TASK ITEM: From the records below, copy each line in which the string "crate" occurs.

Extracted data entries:
'''
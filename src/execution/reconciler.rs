//! State reconciler: keeps the in-memory core state consistent with what
//! the broker reports, through both the live streams and on-demand REST
//! snapshots.

use std::sync::Arc;
use std::time::Duration;

use chrono::{DateTime, Utc};
use rust_decimal::Decimal;

use crate::error::EngineError;
use crate::execution::core_state::CoreState;
use crate::execution::persistence::{order_from_parts, Store};
use crate::infrastructure::broker::BrokerClient;
use crate::models::{Order, OrderSide, OrderSource, OrderStatus, Position};

/// Default reconnect barrier window (`STOPLIMIT_RECONNECT_WINDOW_MS`).
pub const DEFAULT_RECONNECT_WINDOW: Duration = Duration::from_secs(30);
/// Default minimum time between `reconcileSymbolOrders` calls for the same
/// symbol (`RECONCILE_COOLDOWN_MS`).
pub const DEFAULT_RECONCILE_COOLDOWN: Duration = Duration::from_secs(5);
/// Pacing applied between symbols during mass rehydration.
const REHYDRATE_PACING: Duration = Duration::from_millis(200);

/// Reconciles broker-observed state into the shared [`CoreState`] and the
/// durable [`Store`].
pub struct StateReconciler {
    core: Arc<CoreState>,
    store: Arc<Store>,
    broker: Arc<BrokerClient>,
    reconnect_window: Duration,
    reconcile_cooldown: Duration,
}

impl StateReconciler {
    /// Builds a reconciler over the shared core state, durable store, and
    /// broker client, using the spec's default reconnect-window and
    /// reconcile-cooldown timing. Use [`Self::with_timing`] to override
    /// either from `STOPLIMIT_RECONNECT_WINDOW_MS`/`RECONCILE_COOLDOWN_MS`.
    #[must_use]
    pub const fn new(core: Arc<CoreState>, store: Arc<Store>, broker: Arc<BrokerClient>) -> Self {
        Self {
            core,
            store,
            broker,
            reconnect_window: DEFAULT_RECONNECT_WINDOW,
            reconcile_cooldown: DEFAULT_RECONCILE_COOLDOWN,
        }
    }

    /// Builds a reconciler with explicit reconnect-window/reconcile-cooldown
    /// timing, per the `STOPLIMIT_RECONNECT_WINDOW_MS`/`RECONCILE_COOLDOWN_MS`
    /// environment variables named in `spec.md` §6.
    #[must_use]
    pub const fn with_timing(
        core: Arc<CoreState>,
        store: Arc<Store>,
        broker: Arc<BrokerClient>,
        reconnect_window: Duration,
        reconcile_cooldown: Duration,
    ) -> Self {
        Self {
            core,
            store,
            broker,
            reconnect_window,
            reconcile_cooldown,
        }
    }

    /// Applies a freshly observed order view to the in-memory cache and
    /// queues the durable write.
    pub async fn upsert_order(&self, order: Order) -> Result<(), EngineError> {
        {
            let mut orders = self.core.orders.write().await;
            orders.insert(order.broker_order_id.clone(), order.clone());
        }

        if order.is_active() {
            let mut index = self.core.active_orders_by_symbol_side.write().await;
            index.insert((order.symbol.clone(), order.side), order.broker_order_id.clone());
        } else {
            let mut index = self.core.active_orders_by_symbol_side.write().await;
            if index.get(&(order.symbol.clone(), order.side)) == Some(&order.broker_order_id) {
                index.remove(&(order.symbol.clone(), order.side));
            }
        }

        self.store
            .upsert_order_state(&order)
            .await
            .map_err(EngineError::from)?;
        Ok(())
    }

    /// Applies a freshly observed position view. A zero quantity is a
    /// position-closed event and the caller (lifecycle engine/tracker)
    /// must react to the returned flag by tearing down tracker progress
    /// and the repository entry for the symbol.
    pub async fn upsert_position(&self, symbol: &str, qty: Decimal, avg_price: Decimal) -> Result<bool, EngineError> {
        let position = Position {
            symbol: symbol.to_string(),
            quantity: qty,
            average_price: avg_price,
            last_updated: Utc::now(),
        };
        let closed = position.is_closed();

        if closed {
            self.core.positions.write().await.remove(symbol);
            self.store
                .delete_position_immediate(symbol)
                .await
                .map_err(EngineError::from)?;
        } else {
            self.core.positions.write().await.insert(symbol.to_string(), position.clone());
            self.store
                .upsert_position(&position)
                .await
                .map_err(EngineError::from)?;
        }
        Ok(closed)
    }

    /// Raises the reconnect barrier, marking the next `window` as a period
    /// during which stream-only evidence is not authoritative.
    pub async fn reconnect_barrier(&self, now: DateTime<Utc>) {
        self.core
            .raise_reconnect_barrier(now, chrono::Duration::from_std(self.reconnect_window).unwrap_or_default())
            .await;
    }

    /// Fetches a fresh REST snapshot of open orders for `symbol` and merges
    /// it into the cache, rate-limited to once per `reconcile_cooldown`
    /// per symbol. Never marks an in-memory active order inactive purely
    /// because it is absent from the snapshot — the snapshot only adds
    /// evidence, it does not retract it.
    pub async fn reconcile_symbol_orders(&self, symbol: &str) -> Result<(), EngineError> {
        let now = Utc::now();
        if !self
            .core
            .reconcile_due(symbol, now, chrono::Duration::from_std(self.reconcile_cooldown).unwrap_or_default())
            .await
        {
            return Ok(());
        }
        self.core.mark_reconciled(symbol, now).await;

        let rows = self.broker.get_orders().await.map_err(EngineError::from)?;
        for row in rows.into_iter().filter(|row| row.symbol.as_deref() == Some(symbol)) {
            let side = if row.side.eq_ignore_ascii_case("buy") {
                OrderSide::Buy
            } else {
                OrderSide::Sell
            };
            let qty = row.qty;
            let order = order_from_parts(
                row.order_id,
                symbol.to_string(),
                side,
                row.order_type,
                row.status,
                row.limit_price,
                row.stop_price,
                qty,
                row.remaining_qty.unwrap_or(qty),
                DateTime::parse_from_rfc3339(&row.opened_at)
                    .map(|dt| dt.with_timezone(&Utc))
                    .unwrap_or(now),
                OrderSource::RestSnapshot,
                row.raw,
            );
            self.upsert_order(order).await?;
        }
        Ok(())
    }

    /// Loads every durably-recorded active order at startup, then
    /// reconciles each distinct symbol against a fresh snapshot, paced to
    /// avoid a thundering herd of REST calls.
    pub async fn rehydrate_active_orders(&self) -> Result<(), EngineError> {
        let rows = self.store.load_all_active_orders().await.map_err(EngineError::from)?;
        let mut seen = std::collections::HashSet::new();
        for order in rows {
            let symbol = order.symbol.clone();
            self.upsert_order(order).await?;
            seen.insert(symbol);
        }

        for symbol in seen {
            self.reconcile_symbol_orders(&symbol).await?;
            tokio::time::sleep(REHYDRATE_PACING).await;
        }

        tracing::info!("rehydration of active orders complete");
        Ok(())
    }
}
'''
FINAL ANSWER:
use crate::error::EngineError;
use crate::execution::core_state::CoreState;
use crate::execution::persistence::{order_from_parts, Store};
use crate::infrastructure::broker::BrokerClient;
use crate::models::{Order, OrderSide, OrderSource, OrderStatus, Position};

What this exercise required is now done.